The way SSV works - it breaks the validator key in
n pieces. That means if Alice has a validator key but no means to validate and doesn’t want to trust one single person to validate with it, it can go to SSV.network, split the key in 4 pieces and give it to 4 diferent actors.
If 3 out of 4 agree on signing a message - a correct attestation, for example, the attestation goes through and the validator can receive the rewards.
As you see, none of the 4 can single-handedly do anything malicious with the validator, as they only have a piece of the signing key. They would have to get together (3 out of 4 again) to sign malicious actions.
In the most naive implementation, DAppNode users can offer themselves as SSV Operators so they can validate for other people and get rewarded thanks to the SSV.network.
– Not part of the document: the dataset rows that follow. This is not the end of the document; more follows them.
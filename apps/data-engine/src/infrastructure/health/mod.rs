//! Health Check and Metrics Endpoint
//!
//! HTTP endpoint for health checks, ingestion status reporting, and
//! Prometheus metrics.
//!
//! # Endpoints
//!
//! - `GET /health` - JSON health status
//! - `GET /healthz` - Liveness probe (simple OK)
//! - `GET /readyz` - Readiness probe (scheduler running)
//! - `GET /metrics` - Prometheus metrics in text format

use std::net::SocketAddr;
use std::sync::Arc;
use std::time::Instant;

use axum::{Json, Router, extract::State, http::StatusCode, response::IntoResponse, routing::get};
use chrono::{DateTime, Utc};
use serde::Serialize;
use tokio::net::TcpListener;
use tokio_util::sync::CancellationToken;

use crate::application::services::{CycleReport, Scheduler, SchedulerState, SchedulerStats};
use crate::infrastructure::metrics::get_metrics_handle;

// =============================================================================
// Health Response Types
// =============================================================================

/// Health check response.
#[derive(Debug, Clone, Serialize)]
pub struct HealthResponse {
    /// Overall status.
    pub status: HealthStatus,
    /// Engine version.
    pub version: String,
    /// Server uptime in seconds.
    pub uptime_secs: u64,
    /// Current time.
    pub current_time: DateTime<Utc>,
    /// Scheduler status.
    pub scheduler: SchedulerStatus,
    /// Report of the most recent cycle, if any has finished.
    pub last_cycle: Option<CycleReport>,
    /// Registered source names.
    pub sources: Vec<String>,
}

/// Overall health status.
#[derive(Debug, Clone, Copy, PartialEq, Eq, Serialize)]
#[serde(rename_all = "lowercase")]
pub enum HealthStatus {
    /// Running and the last cycle had no failures.
    Healthy,
    /// Running but the last cycle had failed pairs.
    Degraded,
    /// Not running.
    Unhealthy,
}

/// Scheduler status.
#[derive(Debug, Clone, Serialize)]
pub struct SchedulerStatus {
    /// Lifecycle state.
    pub state: SchedulerState,
    /// Counters since start.
    #[serde(flatten)]
    pub stats: SchedulerStats,
}

// =============================================================================
// Health Server State
// =============================================================================

/// Shared state for the health server.
pub struct HealthServerState {
    version: String,
    started_at: Instant,
    scheduler: Arc<Scheduler>,
}

impl HealthServerState {
    /// Create new health server state.
    #[must_use]
    pub fn new(version: String, scheduler: Arc<Scheduler>) -> Self {
        Self {
            version,
            started_at: Instant::now(),
            scheduler,
        }
    }
}

// =============================================================================
// Health Server
// =============================================================================

/// Health check HTTP server.
pub struct HealthServer {
    port: u16,
    state: Arc<HealthServerState>,
    cancel: CancellationToken,
}

impl HealthServer {
    /// Create a new health server.
    #[must_use]
    pub const fn new(port: u16, state: Arc<HealthServerState>, cancel: CancellationToken) -> Self {
        Self {
            port,
            state,
            cancel,
        }
    }

    /// Run the health server until cancelled.
    ///
    /// # Errors
    ///
    /// Returns `HealthServerError` if binding fails or the HTTP server
    /// encounters a fatal error while running.
    pub async fn run(self) -> Result<(), HealthServerError> {
        let app = router(self.state);

        let addr = SocketAddr::from(([0, 0, 0, 0], self.port));
        let listener = TcpListener::bind(addr)
            .await
            .map_err(|e| HealthServerError::BindFailed(self.port, e.to_string()))?;

        tracing::info!(port = self.port, "Health server listening");

        axum::serve(listener, app)
            .with_graceful_shutdown(self.cancel.cancelled_owned())
            .await
            .map_err(|e| HealthServerError::ServerFailed(e.to_string()))?;

        tracing::info!("Health server stopped");
        Ok(())
    }
}

/// Build the health router.
pub fn router(state: Arc<HealthServerState>) -> Router {
    Router::new()
        .route("/health", get(health_handler))
        .route("/healthz", get(liveness_handler))
        .route("/readyz", get(readiness_handler))
        .route("/metrics", get(metrics_handler))
        .with_state(state)
}

// =============================================================================
// HTTP Handlers
// =============================================================================

async fn health_handler(State(state): State<Arc<HealthServerState>>) -> impl IntoResponse {
    let response = build_health_response(&state);
    let status_code = match response.status {
        HealthStatus::Healthy | HealthStatus::Degraded => StatusCode::OK,
        HealthStatus::Unhealthy => StatusCode::SERVICE_UNAVAILABLE,
    };
    (status_code, Json(response))
}

async fn liveness_handler() -> impl IntoResponse {
    (StatusCode::OK, "OK")
}

async fn readiness_handler(State(state): State<Arc<HealthServerState>>) -> impl IntoResponse {
    if state.scheduler.state() == SchedulerState::Running {
        (StatusCode::OK, "READY")
    } else {
        (StatusCode::SERVICE_UNAVAILABLE, "NOT READY")
    }
}

async fn metrics_handler() -> impl IntoResponse {
    get_metrics_handle().map_or_else(
        || {
            (
                StatusCode::SERVICE_UNAVAILABLE,
                [("content-type", "text/plain")],
                "Metrics not initialized".to_string(),
            )
        },
        |handle| {
            (
                StatusCode::OK,
                [("content-type", "text/plain; version=0.0.4; charset=utf-8")],
                handle.render(),
            )
        },
    )
}

fn build_health_response(state: &HealthServerState) -> HealthResponse {
    let scheduler_state = state.scheduler.state();
    let dispatcher = state.scheduler.dispatcher();
    let last_cycle = dispatcher.last_report();

    HealthResponse {
        status: determine_health_status(scheduler_state, last_cycle.as_ref()),
        version: state.version.clone(),
        uptime_secs: state.started_at.elapsed().as_secs(),
        current_time: Utc::now(),
        scheduler: SchedulerStatus {
            state: scheduler_state,
            stats: state.scheduler.stats(),
        },
        last_cycle,
        sources: dispatcher.registry().list_names().into_iter().collect(),
    }
}

fn determine_health_status(state: SchedulerState, last_cycle: Option<&CycleReport>) -> HealthStatus {
    match (state, last_cycle) {
        (SchedulerState::Running, Some(report)) if report.failures() > 0 => HealthStatus::Degraded,
        (SchedulerState::Running, _) => HealthStatus::Healthy,
        _ => HealthStatus::Unhealthy,
    }
}

// =============================================================================
// Errors
// =============================================================================

/// Health server errors.
#[derive(Debug, thiserror::Error)]
pub enum HealthServerError {
    /// Failed to bind to port.
    #[error("failed to bind to port {0}: {1}")]
    BindFailed(u16, String),

    /// Server error.
    #[error("server error: {0}")]
    ServerFailed(String),
}

// =============================================================================
// Tests
// =============================================================================

#[cfg(test)]
mod tests {
    use super::*;
    use crate::application::ports::NoOpPublisher;
    use crate::application::services::{
        DispatcherSettings, IngestionDispatcher, SchedulerSettings, SourceRegistry,
    };
    use crate::domain::observation::Symbol;
    use crate::infrastructure::sources::SimulatedExchangeSource;
    use crate::infrastructure::storage::InMemoryObservationStore;
    use axum::body::{Body, to_bytes};
    use axum::http::Request;
    use std::time::Duration;
    use test_case::test_case;
    use tower::ServiceExt;

    fn scheduler(sources: &[&str]) -> Arc<Scheduler> {
        let registry = Arc::new(SourceRegistry::new());
        registry.register("binance", Arc::new(SimulatedExchangeSource::with_seed("binance", 3)));
        let dispatcher = Arc::new(IngestionDispatcher::new(
            registry,
            Arc::new(InMemoryObservationStore::new()),
            Arc::new(NoOpPublisher),
            DispatcherSettings::default(),
        ));
        Arc::new(Scheduler::new(
            dispatcher,
            SchedulerSettings {
                symbols: vec![Symbol::new("BTCUSDT")],
                sources: sources.iter().map(ToString::to_string).collect(),
                interval: Duration::from_secs(60),
            },
        ))
    }

    async fn get(app: Router, uri: &str) -> (StatusCode, String) {
        let response = app
            .oneshot(Request::builder().uri(uri).body(Body::empty()).unwrap())
            .await
            .unwrap();
        let status = response.status();
        let body = to_bytes(response.into_body(), 1 << 20).await.unwrap();
        (status, String::from_utf8(body.to_vec()).unwrap())
    }

    #[test]
    fn health_status_serialization() {
        assert_eq!(
            serde_json::to_string(&HealthStatus::Healthy).unwrap(),
            "\"healthy\""
        );
        assert_eq!(
            serde_json::to_string(&HealthStatus::Unhealthy).unwrap(),
            "\"unhealthy\""
        );
    }

    #[test_case(SchedulerState::Running, None, HealthStatus::Healthy ; "running before first report")]
    #[test_case(SchedulerState::Running, Some(0), HealthStatus::Healthy ; "running clean cycle")]
    #[test_case(SchedulerState::Running, Some(2), HealthStatus::Degraded ; "running with failures")]
    #[test_case(SchedulerState::Idle, None, HealthStatus::Unhealthy ; "idle")]
    #[test_case(SchedulerState::Draining, Some(0), HealthStatus::Unhealthy ; "draining")]
    #[test_case(SchedulerState::Stopped, Some(0), HealthStatus::Unhealthy ; "stopped")]
    fn status_mapping(state: SchedulerState, failures: Option<usize>, expected: HealthStatus) {
        let report = failures.map(|fetch_failed| CycleReport {
            fetch_failed,
            ..CycleReport::default()
        });
        assert_eq!(determine_health_status(state, report.as_ref()), expected);
    }

    #[tokio::test]
    async fn idle_scheduler_is_not_ready() {
        let state = Arc::new(HealthServerState::new("0.1.0".to_string(), scheduler(&["binance"])));

        assert_eq!(get(router(Arc::clone(&state)), "/healthz").await, (StatusCode::OK, "OK".to_string()));
        assert_eq!(
            get(router(Arc::clone(&state)), "/readyz").await,
            (StatusCode::SERVICE_UNAVAILABLE, "NOT READY".to_string())
        );
        let (status, _) = get(router(state), "/health").await;
        assert_eq!(status, StatusCode::SERVICE_UNAVAILABLE);
    }

    #[tokio::test]
    async fn running_scheduler_reports_last_cycle() {
        let scheduler = scheduler(&["binance", "ghost"]);
        scheduler.start().await.unwrap();
        let state = Arc::new(HealthServerState::new("0.1.0".to_string(), Arc::clone(&scheduler)));

        assert_eq!(
            get(router(Arc::clone(&state)), "/readyz").await,
            (StatusCode::OK, "READY".to_string())
        );

        let (status, body) = get(router(state), "/health").await;
        assert_eq!(status, StatusCode::OK);

        let json: serde_json::Value = serde_json::from_str(&body).unwrap();
        assert_eq!(json["status"], "degraded");
        assert_eq!(json["scheduler"]["state"], "running");
        assert_eq!(json["scheduler"]["cycles_started"], 1);
        assert_eq!(json["last_cycle"]["delivered"], 1);
        assert_eq!(json["last_cycle"]["source_missing"], 1);
        assert_eq!(json["sources"], serde_json::json!(["binance"]));

        scheduler.stop(Duration::from_secs(1)).await;
    }
}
This opens up the door for someone spinning up lots of DAppNodes in the hope to be randomly assigned a minimum of 3 parts of the same key, and then be able to:
- Slash the validator
- Ask for a ransom to the owner of the Deposit
Asking for a ransom would just trigger an immediate exit from the owner of the Deposit, leaving the attacker with nothing; and just slashing also does not give the attacker any economic benefit. Hence we put the probability of this attack as very low and unfeasible.
Nevertheless, it opens the door to a large-scale attack to the Ethereum network as a whole, where you silently try to control as many validators as possible and then cause maximum havoc thanks to correlation penalties.
Right now, SSV offers known infra providers who will be part of the network (Blox Staking, Lido, Stakefish, Staked, Stakewise…). We could force 2 known validators (they have their reputation at risk) and 2 DAppNode validators.
This way DAppNode validators can participate in the SSV.network in a secure manner!
More information about the SSV.network model and how our token can interact with the platform need to be on the table.
We could require a NODE deposit to DAppNode participants - this would increase the amount of non-circulating NODE, and use it if the DAppNode misbehaves?
What are your thoughts, in general but also specifically about:
- possible token models
- should we spend the Association’s resources pursuing this?